══ Record extracts
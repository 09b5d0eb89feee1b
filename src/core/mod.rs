mod accumulation;
mod cache;
mod distribution;
mod engine;
mod events;
mod monte_carlo;
pub mod rates;
mod solver;
mod types;

pub use accumulation::{project_corpus, project_corpus_path, simulate_accumulation};
pub use cache::{DEFAULT_CACHE_CAPACITY, SimulationCache};
pub use distribution::simulate_distribution;
pub use engine::run_full_simulation;
pub use monte_carlo::{
    BoxMuller, NormalSampler, aggregate, horizon_years, percentile_band, run_monte_carlo,
    run_monte_carlo_with, simulate_run,
};
pub use solver::{
    CORPUS_TOLERANCE, INDEFINITE_HORIZON_YEARS, MAX_BISECTION_ITERATIONS, NEAR_ZERO_REAL_RATE,
    solve_retirement_goal,
};
pub use types::{
    AccumulationParameters, AccumulationResult, AccumulationSummary, AppliedCashEvent, CashEvent,
    CashEventKind, ChartPoint, DistributionParameters, DistributionResult, DistributionSummary,
    ExportParams, GoalInputs, GoalResult, GoalTrajectoryPoint, MonteCarloAggregate,
    MonteCarloOptions, MonteCarloRun, OrchestratorResult, PercentileBand, Phase, SurvivalOutcome,
    SustainMode, YearBand, YearRecord,
};
use super::types::{AppliedCashEvent, CashEvent, CashEventKind};

/// Balance state touched by cash events at a year boundary.
#[derive(Debug, Clone, Copy)]
pub(crate) struct Ledger {
    pub balance: f64,
    pub cumulative_invested: f64,
}

/// Applies every event scheduled for `year` in list order. Withdrawals are
/// clamped to the available balance and never reduce `cumulative_invested`.
pub(crate) fn apply_cash_events(
    ledger: &mut Ledger,
    events: &[CashEvent],
    year: u32,
) -> Option<AppliedCashEvent> {
    let mut applied: Option<AppliedCashEvent> = None;

    for event in events.iter().filter(|e| e.year_index == year) {
        let amount = event.amount.max(0.0);
        let signed = match event.kind {
            CashEventKind::Addition => {
                ledger.balance += amount;
                ledger.cumulative_invested += amount;
                amount
            }
            CashEventKind::Withdrawal => {
                let taken = amount.min(ledger.balance);
                ledger.balance = (ledger.balance - taken).max(0.0);
                -taken
            }
        };

        let net_amount = applied.as_ref().map_or(0.0, |a| a.net_amount) + signed;
        applied = Some(AppliedCashEvent {
            net_amount,
            label: event.label.clone(),
            kind: event.kind,
        });
    }

    applied
}

/// Splits a timeline's events at the accumulation boundary. Boundary-year
/// events stay with accumulation.
pub(crate) fn split_at_transition(
    events: &[CashEvent],
    transition_year: u32,
) -> (Vec<CashEvent>, Vec<CashEvent>) {
    events
        .iter()
        .cloned()
        .partition(|e| e.year_index <= transition_year)
}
════
[Work instructions]
A verbatim copy of every record is what you should return.

[Output below]
repository 09b5d0eb89feee1b
filename src/core/mod.rs
mod accumulation;
mod cache;
mod distribution;
mod engine;
mod events;
mod monte_carlo;
pub mod rates;
mod solver;
mod types;

pub use accumulation::{project_corpus, project_corpus_path, simulate_accumulation};
pub use cache::{DEFAULT_CACHE_CAPACITY, SimulationCache};
pub use distribution::simulate_distribution;
pub use engine::run_full_simulation;
pub use monte_carlo::{
    BoxMuller, NormalSampler, aggregate, horizon_years, percentile_band, run_monte_carlo,
    run_monte_carlo_with, simulate_run,
};
pub use solver::{
    CORPUS_TOLERANCE, INDEFINITE_HORIZON_YEARS, MAX_BISECTION_ITERATIONS, NEAR_ZERO_REAL_RATE,
    solve_retirement_goal,
};
pub use types::{
    AccumulationParameters, AccumulationResult, AccumulationSummary, AppliedCashEvent, CashEvent,
    CashEventKind, ChartPoint, DistributionParameters, DistributionResult, DistributionSummary,
    ExportParams, GoalInputs, GoalResult, GoalTrajectoryPoint, MonteCarloAggregate,
    MonteCarloOptions, MonteCarloRun, OrchestratorResult, PercentileBand, Phase, SurvivalOutcome,
    SustainMode, YearBand, YearRecord,
};
use super::types::{AppliedCashEvent, CashEvent, CashEventKind};

/// Balance state touched by cash events at a year boundary.
#[derive(Debug, Clone, Copy)]
pub(crate) struct Ledger {
    pub balance: f64,
    pub cumulative_invested: f64,
}

/// Applies every event scheduled for `year` in list order. Withdrawals are
/// clamped to the available balance and never reduce `cumulative_invested`.
pub(crate) fn apply_cash_events(
    ledger: &mut Ledger,
    events: &[CashEvent],
    year: u32,
) -> Option<AppliedCashEvent> {
    let mut applied: Option<AppliedCashEvent> = None;

    for event in events.iter().filter(|e| e.year_index == year) {
        let amount = event.amount.max(0.0);
        let signed = match event.kind {
            CashEventKind::Addition => {
                ledger.balance += amount;
                ledger.cumulative_invested += amount;
                amount
            }
            CashEventKind::Withdrawal => {
                let taken = amount.min(ledger.balance);
                ledger.balance = (ledger.balance - taken).max(0.0);
                -taken
            }
        };

        let net_amount = applied.as_ref().map_or(0.0, |a| a.net_amount) + signed;
        applied = Some(AppliedCashEvent {
            net_amount,
            label: event.label.clone(),
            kind: event.kind,
        });
    }

    applied
}

/// Splits a timeline's events at the accumulation boundary. Boundary-year
/// events stay with accumulation.
pub(crate) fn split_at_transition(
    events: &[CashEvent],
    transition_year: u32,
) -> (Vec<CashEvent>, Vec<CashEvent>) {
    events
        .iter()
        .cloned()
        .partition(|e| e.year_index <= transition_year)
}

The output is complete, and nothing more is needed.